S'adressant à une crainte est tout simplement la reconnaissance que la peur existe, au lieu de le nier. En l'affirmant, la personne qui gagne un quelque chose (tangibles qu'il peut s'accrocher à) prendre pied sur ses craintes. C'est en soi un grand pas. Une fois cette première étape est faite, une réponse spécifique peut être sollicitée.
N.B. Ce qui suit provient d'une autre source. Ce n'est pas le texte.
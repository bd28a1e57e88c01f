use serde::{Deserialize, Serialize};
use serde_json::{Map, Value};

use crate::error::DomainError;

/// A JSON object addressed by dotted paths such as `infra.parameters.location`.
#[derive(Debug, Clone, Default, PartialEq, Serialize, Deserialize)]
#[serde(transparent)]
pub struct ConfigTree(Map<String, Value>);

impl ConfigTree {
    pub fn new() -> Self {
        Self::default()
    }

    pub fn from_map(map: Map<String, Value>) -> Self {
        Self(map)
    }

    pub fn as_map(&self) -> &Map<String, Value> {
        &self.0
    }

    pub fn is_empty(&self) -> bool {
        self.0.is_empty()
    }

    pub fn get(&self, path: &str) -> Option<&Value> {
        let mut segments = path.split('.');
        let first = segments.next()?;
        let mut node = self.0.get(first)?;
        for seg in segments {
            node = node.as_object()?.get(seg)?;
        }
        Some(node)
    }

    /// Like [`get`](Self::get) but only returns non-empty strings.
    pub fn get_string(&self, path: &str) -> Option<&str> {
        self.get(path).and_then(Value::as_str).filter(|s| !s.is_empty())
    }

    /// Set `value` at `path`, creating intermediate objects as needed.
    pub fn set(&mut self, path: &str, value: impl Into<Value>) -> Result<(), DomainError> {
        let (parents, leaf) = split_path(path)?;

        let mut node = &mut self.0;
        for seg in parents {
            let child = node
                .entry(seg.to_string())
                .or_insert_with(|| Value::Object(Map::new()));
            node = match child {
                Value::Object(map) => map,
                _ => {
                    return Err(DomainError::InvalidConfigPath {
                        path: path.to_string(),
                        reason: format!("'{seg}' is not an object"),
                    })
                }
            };
        }
        node.insert(leaf.to_string(), value.into());
        Ok(())
    }

    /// Remove the value at `path`. Missing paths are not an error.
    pub fn unset(&mut self, path: &str) -> Result<(), DomainError> {
        let (parents, leaf) = split_path(path)?;

        let mut node = &mut self.0;
        for seg in parents {
            match node.get_mut(seg) {
                Some(Value::Object(map)) => node = map,
                _ => return Ok(()),
            }
        }
        node.remove(leaf);
        Ok(())
    }
}

fn split_path(path: &str) -> Result<(Vec<&str>, &str), DomainError> {
    let mut segments: Vec<&str> = path.split('.').collect();
    if segments.iter().any(|s| s.is_empty()) {
        return Err(DomainError::InvalidConfigPath {
            path: path.to_string(),
            reason: "empty path segment".into(),
        });
    }
    let leaf = segments.pop().unwrap_or_default();
    Ok((segments, leaf))
}
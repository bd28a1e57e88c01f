use std::collections::BTreeMap;
use std::sync::Arc;

use azd_domain::keys::{AZURE_ENV_NAME, AZURE_LOCATION, AZURE_SUBSCRIPTION_ID, AZURE_TENANT_ID};
use azd_domain::ConfigTree;
use tokio::sync::RwLock;

/// Handle to the environment of the current invocation. Providers, the
/// manager and prompters take the lock for each read-modify-save step.
pub type SharedEnvironment = Arc<RwLock<Environment>>;

/// A named deployment target: `.env` values plus a structured config tree.
#[derive(Debug, Clone, Default, PartialEq)]
pub struct Environment {
    name: String,
    values: BTreeMap<String, String>,
    config: ConfigTree,
}

impl Environment {
    pub fn new(name: impl Into<String>) -> Self {
        let name = name.into();
        let mut values = BTreeMap::new();
        values.insert(AZURE_ENV_NAME.to_string(), name.clone());
        Self { name, values, config: ConfigTree::new() }
    }

    pub fn from_parts(
        name: impl Into<String>,
        values: BTreeMap<String, String>,
        config: ConfigTree,
    ) -> Self {
        Self { name: name.into(), values, config }
    }

    pub fn into_shared(self) -> SharedEnvironment {
        Arc::new(RwLock::new(self))
    }

    pub fn name(&self) -> &str {
        &self.name
    }

    pub fn values(&self) -> &BTreeMap<String, String> {
        &self.values
    }

    pub fn config(&self) -> &ConfigTree {
        &self.config
    }

    pub fn config_mut(&mut self) -> &mut ConfigTree {
        &mut self.config
    }

    // ── Values ────────────────────────────────────────────────────────────────

    /// Look up `key` in the `.env` values, then in the process environment.
    pub fn lookup_env(&self, key: &str) -> Option<String> {
        self.values
            .get(key)
            .cloned()
            .or_else(|| std::env::var(key).ok())
    }

    /// Same as [`lookup_env`](Self::lookup_env) with missing keys as "".
    pub fn getenv(&self, key: &str) -> String {
        self.lookup_env(key).unwrap_or_default()
    }

    pub fn dotenv_set(&mut self, key: impl Into<String>, value: impl Into<String>) {
        self.values.insert(key.into(), value.into());
    }

    pub fn dotenv_delete(&mut self, key: &str) {
        self.values.remove(key);
    }

    // ── Well-known values ─────────────────────────────────────────────────────

    pub fn subscription_id(&self) -> String {
        self.getenv(AZURE_SUBSCRIPTION_ID)
    }

    pub fn set_subscription_id(&mut self, id: impl Into<String>) {
        self.dotenv_set(AZURE_SUBSCRIPTION_ID, id);
    }

    pub fn location(&self) -> String {
        self.getenv(AZURE_LOCATION)
    }

    pub fn set_location(&mut self, location: impl Into<String>) {
        self.dotenv_set(AZURE_LOCATION, location);
    }

    pub fn tenant_id(&self) -> String {
        self.getenv(AZURE_TENANT_ID)
    }
}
Dans le cas de l'enfant abandonné, l'adulte peut reconnaître la peur en mentionnant expressément ce qui s'est passé et comment il ressentait à ce moment.
L'étape suivante vient dans la réconciliation et la séparation. C'est là que l'adulte qui établit comment il se sentait dans le passé en ce qui concerne les choses qu'il craignait rester dans le passé. Tandis qu'il / elle concilie le fait que l'enfant et lui sont la même personne, il / elle, comme un adulte peut choisir de réagir différemment à ces craintes - c'est à dire de ne plus avoir peur.
La durée de ce processus varie avec chaque personne. Pour certains, l'aide d'un thérapeute n'est pas tout à fait nécessaire. Néanmoins des mesures, tous sont favorables à la fabrication d'une moins peur de ce qui existe permettant d'elles à être une personne prête à réaliser son plein potentiel.